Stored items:
======

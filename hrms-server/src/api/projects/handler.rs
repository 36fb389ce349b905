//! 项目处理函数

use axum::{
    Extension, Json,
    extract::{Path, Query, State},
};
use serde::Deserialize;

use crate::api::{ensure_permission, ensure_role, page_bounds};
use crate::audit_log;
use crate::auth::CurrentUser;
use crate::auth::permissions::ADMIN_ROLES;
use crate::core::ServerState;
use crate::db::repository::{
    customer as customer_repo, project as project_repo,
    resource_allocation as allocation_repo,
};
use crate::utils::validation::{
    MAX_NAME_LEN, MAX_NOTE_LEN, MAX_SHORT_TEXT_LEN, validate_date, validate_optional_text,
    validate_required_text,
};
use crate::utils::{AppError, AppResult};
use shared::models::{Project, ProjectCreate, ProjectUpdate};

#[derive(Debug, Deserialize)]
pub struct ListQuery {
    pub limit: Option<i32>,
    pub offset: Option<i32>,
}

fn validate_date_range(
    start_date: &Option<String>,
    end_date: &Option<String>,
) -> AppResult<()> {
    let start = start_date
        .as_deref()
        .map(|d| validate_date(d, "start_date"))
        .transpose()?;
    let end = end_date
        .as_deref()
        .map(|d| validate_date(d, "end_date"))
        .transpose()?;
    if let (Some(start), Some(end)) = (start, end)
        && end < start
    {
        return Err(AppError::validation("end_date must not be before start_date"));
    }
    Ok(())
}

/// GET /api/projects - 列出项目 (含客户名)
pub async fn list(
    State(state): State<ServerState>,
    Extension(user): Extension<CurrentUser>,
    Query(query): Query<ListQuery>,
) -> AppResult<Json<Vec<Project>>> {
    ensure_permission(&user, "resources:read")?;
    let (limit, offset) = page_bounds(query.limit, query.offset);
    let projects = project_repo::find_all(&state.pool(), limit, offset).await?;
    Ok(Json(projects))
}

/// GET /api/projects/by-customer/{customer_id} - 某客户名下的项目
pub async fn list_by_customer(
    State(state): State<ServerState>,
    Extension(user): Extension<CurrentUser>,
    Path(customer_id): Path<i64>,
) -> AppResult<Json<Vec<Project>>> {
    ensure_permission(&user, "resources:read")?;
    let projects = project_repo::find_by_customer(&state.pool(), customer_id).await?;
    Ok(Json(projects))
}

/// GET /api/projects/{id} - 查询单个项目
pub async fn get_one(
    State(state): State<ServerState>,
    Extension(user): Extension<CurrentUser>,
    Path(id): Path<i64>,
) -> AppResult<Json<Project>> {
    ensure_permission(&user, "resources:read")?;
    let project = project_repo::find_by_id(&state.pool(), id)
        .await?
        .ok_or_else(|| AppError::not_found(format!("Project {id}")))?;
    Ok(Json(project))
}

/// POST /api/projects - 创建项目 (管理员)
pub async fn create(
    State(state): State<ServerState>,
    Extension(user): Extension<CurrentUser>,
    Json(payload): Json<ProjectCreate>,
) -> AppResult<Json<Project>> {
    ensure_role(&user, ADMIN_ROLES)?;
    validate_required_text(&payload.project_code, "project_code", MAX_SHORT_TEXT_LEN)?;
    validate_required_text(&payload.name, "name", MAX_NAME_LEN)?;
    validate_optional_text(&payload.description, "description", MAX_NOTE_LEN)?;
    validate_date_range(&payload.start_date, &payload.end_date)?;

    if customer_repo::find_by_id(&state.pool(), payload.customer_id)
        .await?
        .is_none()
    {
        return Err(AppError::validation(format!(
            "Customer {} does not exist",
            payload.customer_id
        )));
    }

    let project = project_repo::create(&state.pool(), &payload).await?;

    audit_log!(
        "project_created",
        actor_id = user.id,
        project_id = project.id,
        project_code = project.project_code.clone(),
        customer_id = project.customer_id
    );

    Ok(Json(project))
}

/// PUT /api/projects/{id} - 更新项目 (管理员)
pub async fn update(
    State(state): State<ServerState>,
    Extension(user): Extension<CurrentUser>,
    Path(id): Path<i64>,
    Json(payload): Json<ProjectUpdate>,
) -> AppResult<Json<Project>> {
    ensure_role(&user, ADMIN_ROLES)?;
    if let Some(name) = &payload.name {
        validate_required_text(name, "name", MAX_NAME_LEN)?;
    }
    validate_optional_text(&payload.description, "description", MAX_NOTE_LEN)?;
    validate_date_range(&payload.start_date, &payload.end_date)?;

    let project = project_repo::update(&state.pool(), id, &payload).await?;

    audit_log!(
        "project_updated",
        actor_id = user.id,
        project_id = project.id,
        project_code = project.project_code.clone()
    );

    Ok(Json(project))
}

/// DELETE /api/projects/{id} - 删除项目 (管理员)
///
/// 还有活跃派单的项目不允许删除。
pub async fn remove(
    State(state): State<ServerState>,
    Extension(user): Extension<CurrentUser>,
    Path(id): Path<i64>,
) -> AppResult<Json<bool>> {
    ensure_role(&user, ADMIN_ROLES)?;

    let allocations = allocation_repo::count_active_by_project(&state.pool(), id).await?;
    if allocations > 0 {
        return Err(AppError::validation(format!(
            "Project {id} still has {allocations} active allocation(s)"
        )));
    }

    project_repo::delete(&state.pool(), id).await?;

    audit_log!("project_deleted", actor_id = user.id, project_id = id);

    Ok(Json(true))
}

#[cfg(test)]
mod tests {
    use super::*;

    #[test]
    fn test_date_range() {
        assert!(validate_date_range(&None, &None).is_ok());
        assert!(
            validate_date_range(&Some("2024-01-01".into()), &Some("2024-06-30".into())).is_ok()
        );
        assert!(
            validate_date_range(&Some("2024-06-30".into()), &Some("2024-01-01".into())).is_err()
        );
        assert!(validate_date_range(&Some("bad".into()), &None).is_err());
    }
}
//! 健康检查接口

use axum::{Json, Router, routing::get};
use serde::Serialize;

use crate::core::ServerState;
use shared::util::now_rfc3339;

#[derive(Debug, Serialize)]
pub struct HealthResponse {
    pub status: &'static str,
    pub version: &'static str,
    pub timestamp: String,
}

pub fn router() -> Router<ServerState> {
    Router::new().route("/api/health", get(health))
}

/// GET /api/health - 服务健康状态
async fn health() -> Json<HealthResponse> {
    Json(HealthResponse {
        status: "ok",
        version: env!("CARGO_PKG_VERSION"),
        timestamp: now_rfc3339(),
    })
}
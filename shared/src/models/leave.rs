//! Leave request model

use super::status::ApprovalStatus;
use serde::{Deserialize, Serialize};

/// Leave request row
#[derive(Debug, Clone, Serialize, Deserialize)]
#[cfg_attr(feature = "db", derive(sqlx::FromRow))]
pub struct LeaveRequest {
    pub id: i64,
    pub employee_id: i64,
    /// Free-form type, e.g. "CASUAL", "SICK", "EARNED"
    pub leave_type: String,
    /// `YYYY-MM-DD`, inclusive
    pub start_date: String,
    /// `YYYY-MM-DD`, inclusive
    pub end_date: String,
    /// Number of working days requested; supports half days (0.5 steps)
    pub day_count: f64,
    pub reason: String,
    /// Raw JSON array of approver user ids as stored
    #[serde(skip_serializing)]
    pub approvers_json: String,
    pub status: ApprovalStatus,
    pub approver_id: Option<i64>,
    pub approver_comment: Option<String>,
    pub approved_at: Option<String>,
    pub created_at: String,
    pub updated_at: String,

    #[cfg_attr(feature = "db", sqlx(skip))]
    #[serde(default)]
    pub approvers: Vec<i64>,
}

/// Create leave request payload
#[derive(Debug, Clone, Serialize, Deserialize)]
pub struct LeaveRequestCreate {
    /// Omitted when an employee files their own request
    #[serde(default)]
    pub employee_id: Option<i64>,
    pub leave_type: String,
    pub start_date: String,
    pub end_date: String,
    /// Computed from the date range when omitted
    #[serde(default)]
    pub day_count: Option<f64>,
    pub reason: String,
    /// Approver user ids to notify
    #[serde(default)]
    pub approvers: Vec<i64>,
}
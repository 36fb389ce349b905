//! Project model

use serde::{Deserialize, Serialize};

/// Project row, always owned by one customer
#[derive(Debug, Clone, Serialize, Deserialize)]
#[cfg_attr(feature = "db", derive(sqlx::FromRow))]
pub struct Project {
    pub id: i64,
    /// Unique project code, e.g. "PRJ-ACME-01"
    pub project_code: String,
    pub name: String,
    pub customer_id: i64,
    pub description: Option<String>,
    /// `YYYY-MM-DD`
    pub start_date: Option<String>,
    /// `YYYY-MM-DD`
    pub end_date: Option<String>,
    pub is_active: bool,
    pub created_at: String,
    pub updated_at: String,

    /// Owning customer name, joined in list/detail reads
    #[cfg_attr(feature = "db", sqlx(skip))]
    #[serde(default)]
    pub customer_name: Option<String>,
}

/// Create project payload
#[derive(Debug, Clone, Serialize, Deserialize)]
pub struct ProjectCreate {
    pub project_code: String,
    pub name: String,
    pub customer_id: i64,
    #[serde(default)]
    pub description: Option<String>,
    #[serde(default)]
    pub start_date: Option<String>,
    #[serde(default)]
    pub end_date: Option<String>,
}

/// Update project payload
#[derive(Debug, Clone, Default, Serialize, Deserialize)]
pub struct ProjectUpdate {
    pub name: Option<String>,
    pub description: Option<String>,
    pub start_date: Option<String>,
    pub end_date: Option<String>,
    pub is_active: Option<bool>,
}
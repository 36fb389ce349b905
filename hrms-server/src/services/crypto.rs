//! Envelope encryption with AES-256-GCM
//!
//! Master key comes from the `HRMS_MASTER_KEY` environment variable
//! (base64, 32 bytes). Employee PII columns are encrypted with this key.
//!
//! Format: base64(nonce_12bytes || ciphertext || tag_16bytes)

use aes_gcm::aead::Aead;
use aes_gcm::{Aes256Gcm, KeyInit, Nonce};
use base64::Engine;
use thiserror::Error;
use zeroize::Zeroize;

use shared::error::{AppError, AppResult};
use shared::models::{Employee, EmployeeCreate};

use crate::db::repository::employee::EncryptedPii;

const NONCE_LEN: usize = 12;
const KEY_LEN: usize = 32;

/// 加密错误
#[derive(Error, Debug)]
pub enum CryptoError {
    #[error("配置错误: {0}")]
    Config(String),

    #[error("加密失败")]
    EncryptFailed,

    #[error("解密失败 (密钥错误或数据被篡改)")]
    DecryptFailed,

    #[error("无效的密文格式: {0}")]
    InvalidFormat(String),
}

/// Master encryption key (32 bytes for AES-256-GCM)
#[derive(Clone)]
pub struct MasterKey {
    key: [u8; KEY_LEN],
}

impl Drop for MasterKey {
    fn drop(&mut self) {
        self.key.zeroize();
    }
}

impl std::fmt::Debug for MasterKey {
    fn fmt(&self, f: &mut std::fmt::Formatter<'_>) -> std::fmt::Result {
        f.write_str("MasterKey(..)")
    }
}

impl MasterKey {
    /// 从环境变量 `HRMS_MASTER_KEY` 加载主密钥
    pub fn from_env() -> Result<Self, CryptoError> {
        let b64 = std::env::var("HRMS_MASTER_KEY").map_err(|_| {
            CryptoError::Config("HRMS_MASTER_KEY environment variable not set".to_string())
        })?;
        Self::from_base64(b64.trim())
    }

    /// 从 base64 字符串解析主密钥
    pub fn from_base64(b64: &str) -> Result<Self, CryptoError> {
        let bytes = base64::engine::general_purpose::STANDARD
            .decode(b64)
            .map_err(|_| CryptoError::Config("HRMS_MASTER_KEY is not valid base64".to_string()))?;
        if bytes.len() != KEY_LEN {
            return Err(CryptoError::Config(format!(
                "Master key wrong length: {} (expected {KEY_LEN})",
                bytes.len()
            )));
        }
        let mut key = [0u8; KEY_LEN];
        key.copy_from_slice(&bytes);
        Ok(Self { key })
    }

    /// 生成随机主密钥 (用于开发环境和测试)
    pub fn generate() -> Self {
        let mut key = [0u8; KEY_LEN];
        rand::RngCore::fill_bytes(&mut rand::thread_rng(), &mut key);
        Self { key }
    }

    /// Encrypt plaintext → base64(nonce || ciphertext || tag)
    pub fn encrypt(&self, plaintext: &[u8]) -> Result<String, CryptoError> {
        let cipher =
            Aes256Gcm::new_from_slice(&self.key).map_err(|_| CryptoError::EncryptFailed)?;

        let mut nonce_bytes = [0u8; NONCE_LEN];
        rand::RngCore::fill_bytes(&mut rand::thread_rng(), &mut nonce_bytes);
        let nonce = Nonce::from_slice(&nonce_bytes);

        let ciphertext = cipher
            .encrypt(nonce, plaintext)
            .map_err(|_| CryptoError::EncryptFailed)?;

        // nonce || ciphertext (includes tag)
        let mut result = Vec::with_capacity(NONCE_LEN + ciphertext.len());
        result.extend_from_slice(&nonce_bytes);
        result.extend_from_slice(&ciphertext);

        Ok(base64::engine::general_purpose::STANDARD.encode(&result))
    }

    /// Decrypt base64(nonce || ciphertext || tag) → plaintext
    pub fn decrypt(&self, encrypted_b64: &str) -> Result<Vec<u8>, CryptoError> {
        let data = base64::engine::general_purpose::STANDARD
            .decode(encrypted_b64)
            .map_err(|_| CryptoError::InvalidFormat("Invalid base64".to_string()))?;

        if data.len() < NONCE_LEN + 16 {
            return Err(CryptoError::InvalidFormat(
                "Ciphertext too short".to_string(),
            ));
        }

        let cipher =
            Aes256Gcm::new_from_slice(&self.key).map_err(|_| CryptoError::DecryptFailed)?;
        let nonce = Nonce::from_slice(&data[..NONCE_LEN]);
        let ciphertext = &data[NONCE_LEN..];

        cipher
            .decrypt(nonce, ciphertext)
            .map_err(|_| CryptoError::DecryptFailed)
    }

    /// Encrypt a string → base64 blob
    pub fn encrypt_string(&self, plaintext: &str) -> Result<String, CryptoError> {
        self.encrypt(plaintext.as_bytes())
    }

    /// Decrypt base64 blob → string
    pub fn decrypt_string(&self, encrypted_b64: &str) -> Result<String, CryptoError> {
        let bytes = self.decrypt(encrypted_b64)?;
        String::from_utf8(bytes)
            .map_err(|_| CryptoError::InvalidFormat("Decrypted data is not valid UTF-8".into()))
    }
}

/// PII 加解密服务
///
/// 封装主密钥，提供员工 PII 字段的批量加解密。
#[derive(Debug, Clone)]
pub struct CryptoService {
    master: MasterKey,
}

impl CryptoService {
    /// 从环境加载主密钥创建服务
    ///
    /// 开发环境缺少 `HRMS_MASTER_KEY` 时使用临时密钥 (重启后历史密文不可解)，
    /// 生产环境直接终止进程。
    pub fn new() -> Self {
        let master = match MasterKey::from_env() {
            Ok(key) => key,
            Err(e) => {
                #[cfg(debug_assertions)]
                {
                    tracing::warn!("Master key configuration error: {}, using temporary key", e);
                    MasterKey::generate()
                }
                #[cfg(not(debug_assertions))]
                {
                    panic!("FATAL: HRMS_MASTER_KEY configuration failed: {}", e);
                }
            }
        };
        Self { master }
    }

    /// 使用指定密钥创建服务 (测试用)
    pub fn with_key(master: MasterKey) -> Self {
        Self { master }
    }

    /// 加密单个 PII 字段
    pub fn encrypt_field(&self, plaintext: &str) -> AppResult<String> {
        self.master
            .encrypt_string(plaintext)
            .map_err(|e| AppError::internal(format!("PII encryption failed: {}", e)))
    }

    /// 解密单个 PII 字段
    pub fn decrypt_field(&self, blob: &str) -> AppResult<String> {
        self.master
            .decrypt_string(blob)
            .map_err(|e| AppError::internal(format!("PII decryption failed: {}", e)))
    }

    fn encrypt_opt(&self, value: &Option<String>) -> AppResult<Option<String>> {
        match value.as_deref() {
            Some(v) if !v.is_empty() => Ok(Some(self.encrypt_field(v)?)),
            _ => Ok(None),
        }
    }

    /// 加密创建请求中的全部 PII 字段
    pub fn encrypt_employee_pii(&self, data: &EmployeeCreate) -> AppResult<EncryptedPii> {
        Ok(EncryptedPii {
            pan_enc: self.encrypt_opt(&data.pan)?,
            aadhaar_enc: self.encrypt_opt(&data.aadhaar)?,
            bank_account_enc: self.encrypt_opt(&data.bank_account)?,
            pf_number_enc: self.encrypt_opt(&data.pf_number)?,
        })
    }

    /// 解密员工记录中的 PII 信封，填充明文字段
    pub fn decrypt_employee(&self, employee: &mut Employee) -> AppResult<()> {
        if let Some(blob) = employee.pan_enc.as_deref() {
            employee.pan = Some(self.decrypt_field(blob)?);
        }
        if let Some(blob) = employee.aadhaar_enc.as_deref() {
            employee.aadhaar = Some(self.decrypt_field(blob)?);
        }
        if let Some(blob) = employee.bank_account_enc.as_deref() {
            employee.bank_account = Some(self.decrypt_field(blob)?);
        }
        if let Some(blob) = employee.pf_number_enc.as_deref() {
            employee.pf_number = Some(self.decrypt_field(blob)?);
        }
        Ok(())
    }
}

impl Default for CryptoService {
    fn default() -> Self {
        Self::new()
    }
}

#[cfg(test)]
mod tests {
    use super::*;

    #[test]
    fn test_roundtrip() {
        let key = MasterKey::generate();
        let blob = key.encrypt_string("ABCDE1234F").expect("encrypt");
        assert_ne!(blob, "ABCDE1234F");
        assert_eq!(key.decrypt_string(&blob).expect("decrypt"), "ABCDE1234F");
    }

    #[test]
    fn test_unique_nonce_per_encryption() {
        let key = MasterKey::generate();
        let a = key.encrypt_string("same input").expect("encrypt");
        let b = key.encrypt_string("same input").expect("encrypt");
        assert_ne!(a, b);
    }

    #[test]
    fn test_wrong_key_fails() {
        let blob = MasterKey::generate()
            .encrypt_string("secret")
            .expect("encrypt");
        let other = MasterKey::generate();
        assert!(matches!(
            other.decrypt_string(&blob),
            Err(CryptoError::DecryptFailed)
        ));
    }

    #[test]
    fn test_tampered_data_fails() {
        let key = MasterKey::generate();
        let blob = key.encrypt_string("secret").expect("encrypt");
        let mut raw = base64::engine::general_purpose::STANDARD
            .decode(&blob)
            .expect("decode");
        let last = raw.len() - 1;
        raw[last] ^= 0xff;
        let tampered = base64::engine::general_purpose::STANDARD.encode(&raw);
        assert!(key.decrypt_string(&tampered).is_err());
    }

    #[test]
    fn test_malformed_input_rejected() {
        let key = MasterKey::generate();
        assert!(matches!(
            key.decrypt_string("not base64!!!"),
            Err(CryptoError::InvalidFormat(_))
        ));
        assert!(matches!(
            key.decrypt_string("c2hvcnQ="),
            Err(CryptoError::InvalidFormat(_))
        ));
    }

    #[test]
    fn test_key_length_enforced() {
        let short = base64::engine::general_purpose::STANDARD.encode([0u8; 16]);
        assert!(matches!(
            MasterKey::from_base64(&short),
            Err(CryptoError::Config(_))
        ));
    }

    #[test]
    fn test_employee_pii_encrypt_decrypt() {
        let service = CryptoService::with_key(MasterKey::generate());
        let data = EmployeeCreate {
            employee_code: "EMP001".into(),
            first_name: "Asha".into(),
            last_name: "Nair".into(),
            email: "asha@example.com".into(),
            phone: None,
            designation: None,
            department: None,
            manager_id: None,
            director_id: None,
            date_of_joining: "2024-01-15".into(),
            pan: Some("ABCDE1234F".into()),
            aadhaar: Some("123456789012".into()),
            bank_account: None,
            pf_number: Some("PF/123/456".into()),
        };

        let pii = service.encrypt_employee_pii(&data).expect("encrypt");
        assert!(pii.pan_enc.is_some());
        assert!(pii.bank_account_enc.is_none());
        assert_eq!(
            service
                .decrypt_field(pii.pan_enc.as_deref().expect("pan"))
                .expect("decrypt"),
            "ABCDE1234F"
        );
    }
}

======

Action item>
Lines in the data holding the word "bool": count them and say how many, nothing more.

Result for this task>
3